Health Aff (Millwood) 2015 Mar;34(3):371-80

Ashish K. Jha is the K.T. Li Professor of International Health at the Harvard T.H. Chan School of Public Health, in Boston, Massachusetts.

The Bundled Payments for Care Improvement initiative is a federally funded innovation model mandated by the Affordable Care Act. It is designed to help transition Medicare away from fee-for-service payments and toward bundling a single payment for an episode of acute care in a hospital and related postacute care in an appropriate setting. While results from the initiative will not be available for several years, current data can help provide critical early insights. However, little is known about the participating organizations and how they are focusing their efforts. We identified participating hospitals and used national Medicare claims data to assess their characteristics and previous spending patterns.
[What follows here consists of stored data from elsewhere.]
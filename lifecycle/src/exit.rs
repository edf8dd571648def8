//! Exit code constants shared with the platform.
//!
//! The meaning of a code can change between CNB phases; these are the codes
//! the detect and build phases report to their callers.

use crate::build::BuildError;
use crate::detect::DetectError;
use crate::Error;

pub const SUCCESS: i32 = 0;
pub const UNSPECIFIED_ERROR: i32 = 1;
pub const FAILED_DETECTION: i32 = 100;
pub const BUILDPACK_ERROR: i32 = 102;

/// Maps an error to the exit code a caller should report.
#[must_use]
pub fn code_for(error: &Error) -> i32 {
    match error {
        Error::Detect(DetectError::FailedDetection) => FAILED_DETECTION,
        Error::Detect(DetectError::Buildpack) | Error::Build(BuildError::Buildpack { .. }) => {
            BUILDPACK_ERROR
        }
        _ => UNSPECIFIED_ERROR,
    }
}
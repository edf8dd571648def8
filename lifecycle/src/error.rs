use crate::build::BuildError;
use crate::detect::DetectError;
use crate::store::StoreError;

/// An error from any phase of the lifecycle core.
///
/// Callers that need phase-specific handling match on the variants; the exit
/// code mapping in [`crate::exit`] is derived from this type.
#[derive(thiserror::Error, Debug)]
pub enum Error {
    #[error(transparent)]
    Detect(#[from] DetectError),

    #[error(transparent)]
    Build(#[from] BuildError),

    #[error(transparent)]
    Store(#[from] StoreError),

    #[error(transparent)]
    Io(#[from] std::io::Error),
}
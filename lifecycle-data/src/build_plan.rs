use serde::{Deserialize, Serialize};
use toml::value::Table;

use crate::buildpack::GroupBuildpack;
use crate::buildpack_plan::BuildpackPlan;

/// A provided dependency in a detect plan.
#[derive(Deserialize, Serialize, Debug, Clone, Eq, PartialEq)]
pub struct Provide {
    pub name: String,
}

impl Provide {
    #[must_use]
    pub fn new(name: impl Into<String>) -> Self {
        Self { name: name.into() }
    }
}

/// A required dependency.
///
/// The wire format historically allowed the version both as a top-level key
/// and under `metadata.version`. The canonical in-memory form keeps it in the
/// metadata table only; [`Require::convert_version_to_metadata`] establishes
/// that form and [`Require::convert_metadata_to_version`] mirrors it back up
/// for buildpacks speaking older API revisions. Both conversions are
/// idempotent.
#[derive(Deserialize, Serialize, Debug, Clone, PartialEq)]
pub struct Require {
    pub name: String,
    #[serde(default, skip_serializing_if = "Option::is_none")]
    pub version: Option<String>,
    #[serde(default, skip_serializing_if = "Table::is_empty")]
    pub metadata: Table,
}

impl Require {
    #[must_use]
    pub fn new(name: impl Into<String>) -> Self {
        Self {
            name: name.into(),
            version: None,
            metadata: Table::new(),
        }
    }

    /// Moves a top-level `version` into `metadata.version`.
    pub fn convert_version_to_metadata(&mut self) {
        if let Some(version) = self.version.take() {
            self.metadata
                .insert(String::from("version"), toml::Value::String(version));
        }
    }

    /// Copies `metadata.version` into the top-level `version` key, leaving the
    /// metadata untouched.
    pub fn convert_metadata_to_version(&mut self) {
        if let Some(version) = self.metadata.get("version") {
            self.version = Some(value_to_version_string(version));
        }
    }

    pub fn has_inconsistent_versions(&self) -> bool {
        match (&self.version, self.metadata.get("version")) {
            (Some(version), Some(metadata_version)) => {
                *version != value_to_version_string(metadata_version)
            }
            _ => false,
        }
    }

    pub fn has_doubly_specified_versions(&self) -> bool {
        self.version.is_some() && self.metadata.contains_key("version")
    }

    pub fn has_top_level_versions(&self) -> bool {
        self.version.is_some()
    }
}

fn value_to_version_string(value: &toml::Value) -> String {
    match value {
        toml::Value::String(string) => string.clone(),
        other => other.to_string(),
    }
}

/// One `provides`/`requires` block of a detect plan.
#[derive(Deserialize, Serialize, Debug, Clone, Default, PartialEq)]
pub struct PlanSections {
    #[serde(default, skip_serializing_if = "Vec::is_empty")]
    pub provides: Vec<Provide>,
    #[serde(default, skip_serializing_if = "Vec::is_empty")]
    pub requires: Vec<Require>,
}

impl PlanSections {
    pub fn has_inconsistent_versions(&self) -> bool {
        self.requires.iter().any(Require::has_inconsistent_versions)
    }

    pub fn has_doubly_specified_versions(&self) -> bool {
        self.requires
            .iter()
            .any(Require::has_doubly_specified_versions)
    }

    pub fn has_top_level_versions(&self) -> bool {
        self.requires.iter().any(Require::has_top_level_versions)
    }
}

/// The document a detect executable writes to its plan path: a primary
/// `provides`/`requires` block plus ordered `or` alternatives.
#[derive(Deserialize, Debug, Clone, Default)]
pub struct DetectPlan {
    #[serde(flatten)]
    pub sections: PlanSections,
    #[serde(default)]
    pub or: Vec<PlanSections>,
}

impl DetectPlan {
    pub fn has_inconsistent_versions(&self) -> bool {
        self.sections.has_inconsistent_versions()
            || self.or.iter().any(PlanSections::has_inconsistent_versions)
    }

    pub fn has_doubly_specified_versions(&self) -> bool {
        self.sections.has_doubly_specified_versions()
            || self
                .or
                .iter()
                .any(PlanSections::has_doubly_specified_versions)
    }

    pub fn has_top_level_versions(&self) -> bool {
        self.sections.has_top_level_versions()
            || self.or.iter().any(PlanSections::has_top_level_versions)
    }
}

/// The resolved build plan produced by detection.
#[derive(Deserialize, Serialize, Debug, Clone, Default, PartialEq)]
pub struct BuildPlan {
    #[serde(default)]
    pub entries: Vec<BuildPlanEntry>,
}

impl BuildPlan {
    /// The plan a single buildpack gets to see: the requires of every entry
    /// that lists the buildpack as a provider.
    #[must_use]
    pub fn find(&self, buildpack_id: &str) -> BuildpackPlan {
        let mut entries = Vec::new();
        for entry in &self.entries {
            if entry
                .providers
                .iter()
                .any(|provider| provider.id == buildpack_id)
            {
                entries.extend(entry.requires.iter().cloned());
            }
        }
        BuildpackPlan { entries }
    }

    /// Removes entries whose requirements were met by a buildpack, so later
    /// providers of the same dependency no longer see them.
    #[must_use]
    pub fn filter(&self, met_requires: &[String]) -> Self {
        Self {
            entries: self
                .entries
                .iter()
                .filter(|entry| {
                    !entry
                        .requires
                        .iter()
                        .any(|require| met_requires.contains(&require.name))
                })
                .cloned()
                .collect(),
        }
    }

    /// Whether the buildpack is recorded as a provider of an entry matching
    /// the given dependency name.
    #[must_use]
    pub fn provides(&self, buildpack_id: &str, name: &str) -> bool {
        self.entries.iter().any(|entry| {
            entry.requires.iter().any(|require| require.name == name)
                && entry
                    .providers
                    .iter()
                    .any(|provider| provider.id == buildpack_id)
        })
    }
}

/// One resolved dependency: the buildpacks that provide it and the
/// requirements they answer.
#[derive(Deserialize, Serialize, Debug, Clone, Default, PartialEq)]
pub struct BuildPlanEntry {
    #[serde(default)]
    pub providers: Vec<GroupBuildpack>,
    #[serde(default)]
    pub requires: Vec<Require>,
}

impl BuildPlanEntry {
    /// Strips the provider references down to `(id, version)`.
    #[must_use]
    pub fn no_opt(mut self) -> Self {
        self.providers = self
            .providers
            .into_iter()
            .map(|provider| provider.no_opt().no_api().no_homepage())
            .collect();
        self
    }
}
use serde::Deserialize;

/// The sibling `<layer>.toml` descriptor of a layer directory.
///
/// Only the `build` flag influences the build phase: build layers contribute
/// their root directories and env dirs to the environment of subsequent
/// buildpacks. The remaining fields are carried for the export and cache
/// phases, which consume them elsewhere.
#[derive(Deserialize, Debug, Default)]
pub struct LayerContentMetadata {
    #[serde(default)]
    pub build: bool,
    #[serde(default)]
    pub launch: bool,
    #[serde(default)]
    pub cache: bool,
    #[serde(default)]
    pub metadata: Option<toml::value::Table>,
    #[serde(default)]
    pub sha: Option<String>,
}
These hospitals are mostly large, nonprofit, teaching hospitals in the Northeast, and they have selectively enrolled in the bundled payment initiative covering patient conditions with high clinical volumes. We found no significant differences in episode-based spending between participating and nonparticipating hospitals. Postacute care explains the largest variation in overall episode-based spending, signaling an opportunity to align incentives across providers. However, the focus on a few selected clinical conditions and the high degree of integration that already exists between enrolled hospitals and postacute care providers may limit the generalizability of bundled payment across the Medicare system.